That knowledge would not be correct. Federal and state laws don't protect you for availability (disclosure: I am not an attorney). This is why unions exist (but let's not turn this into a pro or anti union discussion).

Since neither you nor Target signed a contract for employment conditions, they can schedule you for whenever they want. However, Target is supposed to (on the basis of internal policy — that is to say, "Scout's Honor") follow and adhere to your availability for the purpose of coverage. They can also play the "your availability no longer meets our needs so we're gonna have to let you go" card without anything you can do.

The flippant response by your leadership is alarming, but if you find it worth your time to pursue a solution, go up the chain. Officially discuss with your ETL (the person ultimately responsible for making your schedule in 99% of situations) and remind them of your availability and ask them to please respect it. If that fails, involve the ETL-HR or SD and have the same discussion.
It's important that these be conversations in a sit-down setting and not just in passing, for the next step. If possible, write them an email after your discussion where you matter-of-factly state the discussion you had, the concerns you discussed, and a recap of their response. You guessed it... a paper trail.

Because the last step, if nothing comes of this and you're still energized like the Energizer Bunny to keep going... you're gonna have to call the dreaded, last resort mythical thing we call the Compliance Hotline. And they want facts. And if you have a paper trail of the "okay, we'll do better" conversations with clear inaction on their part, Corporate will love it. 

Good luck!! Not to sound condescending or anything, but in closing... you may want to start looking for employment elsewhere or transfer to another store if you've had these in-passing convos with them and nothing changed before. They're doing this to push you out via you giving up or them painting you into a corner by saying you're missing shifts or parts of shifts when they inevitably conflict with your other job.


----------



## Black Sheep 214

starmaster1000 said:


> Good luck!! Not to sound condescending or anything, but in closing... you may want to start looking for employment elsewhere or transfer to another store if you've had these in-passing convos with them and nothing changed before. They're doing this to push you out via you giving up or them painting you into a corner by saying you're missing shifts or parts of shifts when they inevitably conflict with your other job.

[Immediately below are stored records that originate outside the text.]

use crate::error::Result;
use crate::macros::err;

/// Creates a zeroed `Vec<u8>` of `expected_size` bytes, refusing sizes above `allocation_limit`
///
/// Chunk sizes come straight from the file, so the allocation is checked before it is attempted.
pub(crate) fn fallible_zeroed_vec(expected_size: usize, allocation_limit: usize) -> Result<Vec<u8>> {
	if expected_size == 0 {
		return Ok(Vec::new());
	}

	if expected_size > allocation_limit {
		log::warn!(
			"Refusing to allocate {expected_size} bytes (limit: {allocation_limit} bytes)"
		);
		err!(TooMuchData);
	}

	let mut content = Vec::new();
	content.try_reserve_exact(expected_size)?;
	content.resize(expected_size, 0);

	Ok(content)
}
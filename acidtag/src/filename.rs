//! Tempo and root note tokens in sample filenames
//!
//! Sample packs commonly name their files along the lines of `Bass - 90 BPM C# Min.wav`.
//! Two independent grammars pick the tokens out of the filename (extension removed):
//!
//! * Tempo: an ASCII decimal number preceded by a space or hyphen, followed by an optional
//!   space and `bpm`
//! * Root note: a note letter (`A` to `G`, optionally followed by `#` or `b`) preceded by a
//!   space or hyphen, then either ` Maj`/` Min`, a separator, or the end of the name. A note
//!   in parentheses (`Lead (D#)`) is also accepted.
//!
//! Both grammars are case-insensitive.

use std::path::Path;
use std::sync::OnceLock;

use regex::Regex;

const TEMPO_PATTERN: &str = r"(?i)[\s-]((?:[0-9]+\.)?[0-9]+)\s?bpm";
const ROOT_NOTE_PATTERN: &str = concat!(
	r"(?i)",
	// "Bass - 90 BPM C# Min", "Bass - 90 BPM C#", "Bass - C# - 90 BPM"
	r"([\s-](?P<trailing>[A-G][#b]?)((\s(Maj|Min))|([^A-Za-z0-9#][^#-]*)|$))",
	r"|",
	// "Lead (D#)"
	r"([\s-]\((?P<enclosed>[A-G][#b]?)\))",
);

static TEMPO_REGEX: OnceLock<Regex> = OnceLock::new();
static ROOT_NOTE_REGEX: OnceLock<Regex> = OnceLock::new();

fn tempo_regex() -> &'static Regex {
	TEMPO_REGEX.get_or_init(|| Regex::new(TEMPO_PATTERN).expect("invalid regex pattern"))
}

fn root_note_regex() -> &'static Regex {
	ROOT_NOTE_REGEX.get_or_init(|| Regex::new(ROOT_NOTE_PATTERN).expect("invalid regex pattern"))
}

/// Find the tempo token in `stem`
///
/// A tempo of zero is treated as absent.
///
/// # Examples
///
/// ```rust
/// use acidtag::filename::parse_tempo;
///
/// assert_eq!(parse_tempo("Kick - 128 BPM"), Some(128.0));
/// assert_eq!(parse_tempo("Pad 87.5bpm"), Some(87.5));
/// assert_eq!(parse_tempo("Kick"), None);
/// ```
pub fn parse_tempo(stem: &str) -> Option<f64> {
	let captures = tempo_regex().captures(stem)?;
	let tempo = captures.get(1)?.as_str().parse::<f64>().ok()?;

	(tempo > 0.0).then_some(tempo)
}

/// Find the root note token in `stem`
///
/// The note is returned as written in the filename.
///
/// # Examples
///
/// ```rust
/// use acidtag::filename::parse_root_note;
///
/// assert_eq!(parse_root_note("Bass - 90 BPM C# Min"), Some("C#"));
/// assert_eq!(parse_root_note("Lead (D#)"), Some("D#"));
/// assert_eq!(parse_root_note("Perc"), None);
/// ```
pub fn parse_root_note(stem: &str) -> Option<&str> {
	let captures = root_note_regex().captures(stem)?;
	captures
		.name("trailing")
		.or_else(|| captures.name("enclosed"))
		.map(|note| note.as_str())
}

/// The tokens found in a sample's filename
#[derive(Debug, Clone, Default, PartialEq)]
pub struct FilenameMetadata {
	/// The tempo in BPM, always positive
	pub tempo: Option<f64>,
	/// The root note's name, as written in the filename
	pub root_note: Option<String>,
}

impl FilenameMetadata {
	/// Parse a filename with its extension already removed
	pub fn from_stem(stem: &str) -> Self {
		Self {
			tempo: parse_tempo(stem),
			root_note: parse_root_note(stem).map(str::to_owned),
		}
	}

	/// Parse the file name of `path`
	///
	/// Only the final component is considered, minus its extension. Names that aren't valid
	/// UTF-8 are converted lossily.
	///
	/// # Examples
	///
	/// ```rust
	/// use acidtag::filename::FilenameMetadata;
	///
	/// let metadata = FilenameMetadata::from_path("Loops/120 BPM/Bass - 90 BPM C# Min.wav");
	/// assert_eq!(metadata.tempo, Some(90.0));
	/// assert_eq!(metadata.root_note.as_deref(), Some("C#"));
	/// ```
	pub fn from_path(path: impl AsRef<Path>) -> Self {
		match path.as_ref().file_stem() {
			Some(stem) => Self::from_stem(&stem.to_string_lossy()),
			None => Self::default(),
		}
	}

	/// Whether neither token was found
	pub fn is_empty(&self) -> bool {
		self.tempo.is_none() && self.root_note.is_none()
	}
}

Yes, some of Spot’s leaders are 🐓💩 enough to do exactly this.              Good luck!😁


----------



## Fluttervale

You can insist they schedule for only 4.5 hour shifts, but be mindful that they may not have many shifts available that are 4.5 hour shifts.  If they need 7 hours, it's easier to give one person 7 than someone 4 and someone 3.


----------



## 60SecondsRemaining

Your availability is a "guideline"  They aren't required to follow it.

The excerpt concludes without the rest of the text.